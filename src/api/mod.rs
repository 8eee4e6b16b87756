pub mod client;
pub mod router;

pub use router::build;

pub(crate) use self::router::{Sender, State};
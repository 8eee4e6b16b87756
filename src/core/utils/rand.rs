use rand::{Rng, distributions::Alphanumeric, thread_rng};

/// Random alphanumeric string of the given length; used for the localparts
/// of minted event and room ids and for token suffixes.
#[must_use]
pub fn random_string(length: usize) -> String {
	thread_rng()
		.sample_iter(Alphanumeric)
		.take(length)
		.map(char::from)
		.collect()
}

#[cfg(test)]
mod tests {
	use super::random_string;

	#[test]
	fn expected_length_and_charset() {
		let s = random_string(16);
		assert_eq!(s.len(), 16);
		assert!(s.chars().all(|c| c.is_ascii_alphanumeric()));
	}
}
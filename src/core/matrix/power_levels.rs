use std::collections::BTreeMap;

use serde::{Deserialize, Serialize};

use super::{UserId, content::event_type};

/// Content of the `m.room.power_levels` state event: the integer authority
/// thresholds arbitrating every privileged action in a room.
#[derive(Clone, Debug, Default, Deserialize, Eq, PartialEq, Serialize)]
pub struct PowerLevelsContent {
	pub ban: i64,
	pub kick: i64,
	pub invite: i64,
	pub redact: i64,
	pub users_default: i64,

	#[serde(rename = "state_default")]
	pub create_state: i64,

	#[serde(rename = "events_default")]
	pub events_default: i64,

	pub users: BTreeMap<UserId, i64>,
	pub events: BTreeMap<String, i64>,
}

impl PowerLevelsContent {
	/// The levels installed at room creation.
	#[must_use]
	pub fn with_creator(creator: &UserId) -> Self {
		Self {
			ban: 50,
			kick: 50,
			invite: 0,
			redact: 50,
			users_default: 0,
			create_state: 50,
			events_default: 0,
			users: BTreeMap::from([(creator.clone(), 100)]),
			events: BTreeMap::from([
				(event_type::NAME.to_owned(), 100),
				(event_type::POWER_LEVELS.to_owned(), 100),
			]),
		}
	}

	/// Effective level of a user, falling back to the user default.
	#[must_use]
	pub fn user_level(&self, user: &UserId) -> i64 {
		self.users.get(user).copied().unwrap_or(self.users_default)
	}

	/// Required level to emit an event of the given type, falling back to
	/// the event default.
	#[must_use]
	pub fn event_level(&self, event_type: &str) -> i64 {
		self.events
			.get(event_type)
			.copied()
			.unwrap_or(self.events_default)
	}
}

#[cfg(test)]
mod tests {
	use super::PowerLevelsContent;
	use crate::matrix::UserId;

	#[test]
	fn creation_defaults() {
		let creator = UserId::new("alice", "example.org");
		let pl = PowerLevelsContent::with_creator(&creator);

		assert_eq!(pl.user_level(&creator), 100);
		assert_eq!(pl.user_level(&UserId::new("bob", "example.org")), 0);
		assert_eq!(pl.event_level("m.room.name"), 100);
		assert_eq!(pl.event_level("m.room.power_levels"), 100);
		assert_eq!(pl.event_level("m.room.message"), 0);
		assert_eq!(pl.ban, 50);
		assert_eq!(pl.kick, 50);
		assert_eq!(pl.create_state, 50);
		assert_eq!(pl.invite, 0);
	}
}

- _Work order_: Work through the entries above line by line, counting each one that includes the word "Serialize", and give the final number only.

- _Output of the exercise_: 2